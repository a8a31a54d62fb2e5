//! IANA Definitions for DNS.
//!
//! This module contains types for parameters defined in IANA registries
//! that are needed by the validator.
//!
//! All types defined hereunder follow the same basic structure. They are
//! newtypes around the raw integer with associated constants for the
//! well-defined values. Since we cannot restrict the integer to only the
//! undefined values, the full set of possible values is allowed.
//!
//! There are two methods `from_int()` and `to_int()` to convert from and
//! to raw integer values as well as implementations of the `From` trait
//! for these. `FromStr` and `Display` are implemented to convert from
//! the string codes to the values and back.

pub use self::class::Class;
pub use self::digestalg::DigestAlgorithm;
pub use self::exterr::ExtendedErrorCode;
pub use self::nsec3::Nsec3HashAlgorithm;
pub use self::rcode::Rcode;
pub use self::rtype::Rtype;
pub use self::secalg::SecurityAlgorithm;

#[macro_use]
mod macros;

pub mod class;
pub mod digestalg;
pub mod exterr;
pub mod nsec3;
pub mod rcode;
pub mod rtype;
pub mod secalg;
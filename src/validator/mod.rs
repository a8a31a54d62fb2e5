//! DNSSEC validation.
//!
//! DNSSEC validation requires a trust anchor. A trust anchor can be
//! created using [anchor::TrustAnchors].
//! The trust anchor is then used, together with a [crate::net::client]
//! transport and optionally a [context::Config] to create a DNSSEC
//! validation [context::ValidationContext].
//! The validation context then provides the
//! method [context::ValidationContext::validate_msg()] to validate a
//! reply message.
//!
//! Most applications don't call the validator directly but put the
//! [validating transport][crate::net::client::validator] in front of
//! their upstream.
//!
//! Example:
//! ```no_run
//! # use valstub::base::{Message, Name, Question, Rtype};
//! # use valstub::net::client::request::{RequestMessage, SendRequest};
//! # use valstub::validator::anchor::TrustAnchors;
//! # use valstub::validator::context::{Config, ValidationContext};
//! # use std::str::FromStr;
//! #
//! # async fn f<Upstream>(upstream: Upstream)
//! # where Upstream: SendRequest<RequestMessage> + Clone + Send + Sync {
//!     let qname = Name::from_str("example.com.").unwrap();
//!     let msg = Message::query(Question::new_in(qname, Rtype::AAAA), true);
//!
//!     // Send a query message.
//!     let mut request = upstream.send_request(RequestMessage::new(msg));
//!
//!     // Get the reply
//!     let reply = request.get_response().await.unwrap();
//!
//!     let ta = TrustAnchors::from_u8(b". 172800 IN DNSKEY 257 3 8 AwEAAaz/tAm8yTn4Mfeh5eyI96WSVexTBAvkMgJzkKTOiW1vkIbzxeF3+/4RgWOq7HrxRixHlFlExOLAJr5emLvN7SWXgnLh4+B5xQlNVz8Og8kvArMtNROxVQuCaSnIDdD5LKyWbRd2n9WGe2R8PzgCmr3EgVLrjyBxWezF0jLHwVN8efS3rCj/EWgvIWgb9tarpVUDK/b58Da+sqqls3eNbuv7pr+eoZG+SrDK6nWeL3c6H5Apxz7LjVc1uTIdsIXxuOLYA4/ilBmSVIzuDWfdRUfhHdY6+cn8HFRm+2hM8AnXGXws9555KrUB5qihylGa8subX2Nn6UwNR1AkUTV74bU= ;{id = 20326 (ksk), size = 2048b}").unwrap();
//!     let mut conf = Config::new();
//!     conf.set_nsec3_iter_insecure(50);
//!     let vc = ValidationContext::with_config(ta, upstream, conf);
//!     let res = vc.validate_msg(&reply).await;
//!
//!     println!("Validation result: {}", res.result());
//! # }
//! ```

pub mod anchor;
pub mod base;
pub mod context;
mod group;
mod nsec;
pub mod response;
pub mod types;
mod utilities;

#[cfg(test)]
pub(crate) mod test_util;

:: WHAT TO WORK ON ::
Return each line above exactly.

:: EXPECTED ANSWER ::
repository a8a31a54d62fb2e5
//! IANA Definitions for DNS.
//!
//! This module contains types for parameters defined in IANA registries
//! that are needed by the validator.
//!
//! All types defined hereunder follow the same basic structure. They are
//! newtypes around the raw integer with associated constants for the
//! well-defined values. Since we cannot restrict the integer to only the
//! undefined values, the full set of possible values is allowed.
//!
//! There are two methods `from_int()` and `to_int()` to convert from and
//! to raw integer values as well as implementations of the `From` trait
//! for these. `FromStr` and `Display` are implemented to convert from
//! the string codes to the values and back.

pub use self::class::Class;
pub use self::digestalg::DigestAlgorithm;
pub use self::exterr::ExtendedErrorCode;
pub use self::nsec3::Nsec3HashAlgorithm;
pub use self::rcode::Rcode;
pub use self::rtype::Rtype;
pub use self::secalg::SecurityAlgorithm;

#[macro_use]
mod macros;

pub mod class;
pub mod digestalg;
pub mod exterr;
pub mod nsec3;
pub mod rcode;
pub mod rtype;
pub mod secalg;
filename src/validator/mod.rs
repository a8a31a54d62fb2e5
//! DNSSEC validation.
//!
//! DNSSEC validation requires a trust anchor. A trust anchor can be
//! created using [anchor::TrustAnchors].
//! The trust anchor is then used, together with a [crate::net::client]
//! transport and optionally a [context::Config] to create a DNSSEC
//! validation [context::ValidationContext].
//! The validation context then provides the
//! method [context::ValidationContext::validate_msg()] to validate a
//! reply message.
//!
//! Most applications don't call the validator directly but put the
//! [validating transport][crate::net::client::validator] in front of
//! their upstream.
//!
//! Example:
//! ```no_run
//! # use valstub::base::{Message, Name, Question, Rtype};
//! # use valstub::net::client::request::{RequestMessage, SendRequest};
//! # use valstub::validator::anchor::TrustAnchors;
//! # use valstub::validator::context::{Config, ValidationContext};
//! # use std::str::FromStr;
//! #
//! # async fn f<Upstream>(upstream: Upstream)
//! # where Upstream: SendRequest<RequestMessage> + Clone + Send + Sync {
//!     let qname = Name::from_str("example.com.").unwrap();
//!     let msg = Message::query(Question::new_in(qname, Rtype::AAAA), true);
//!
//!     // Send a query message.
//!     let mut request = upstream.send_request(RequestMessage::new(msg));
//!
//!     // Get the reply
//!     let reply = request.get_response().await.unwrap();
//!
//!     let ta = TrustAnchors::from_u8(b". 172800 IN DNSKEY 257 3 8 AwEAAaz/tAm8yTn4Mfeh5eyI96WSVexTBAvkMgJzkKTOiW1vkIbzxeF3+/4RgWOq7HrxRixHlFlExOLAJr5emLvN7SWXgnLh4+B5xQlNVz8Og8kvArMtNROxVQuCaSnIDdD5LKyWbRd2n9WGe2R8PzgCmr3EgVLrjyBxWezF0jLHwVN8efS3rCj/EWgvIWgb9tarpVUDK/b58Da+sqqls3eNbuv7pr+eoZG+SrDK6nWeL3c6H5Apxz7LjVc1uTIdsIXxuOLYA4/ilBmSVIzuDWfdRUfhHdY6+cn8HFRm+2hM8AnXGXws9555KrUB5qihylGa8subX2Nn6UwNR1AkUTV74bU= ;{id = 20326 (ksk), size = 2048b}").unwrap();
//!     let mut conf = Config::new();
//!     conf.set_nsec3_iter_insecure(50);
//!     let vc = ValidationContext::with_config(ta, upstream, conf);
//!     let res = vc.validate_msg(&reply).await;
//!
//!     println!("Validation result: {}", res.result());
//! # }
//! ```

pub mod anchor;
pub mod base;
pub mod context;
mod group;
mod nsec;
pub mod response;
pub mod types;
mod utilities;

#[cfg(test)]
pub(crate) mod test_util;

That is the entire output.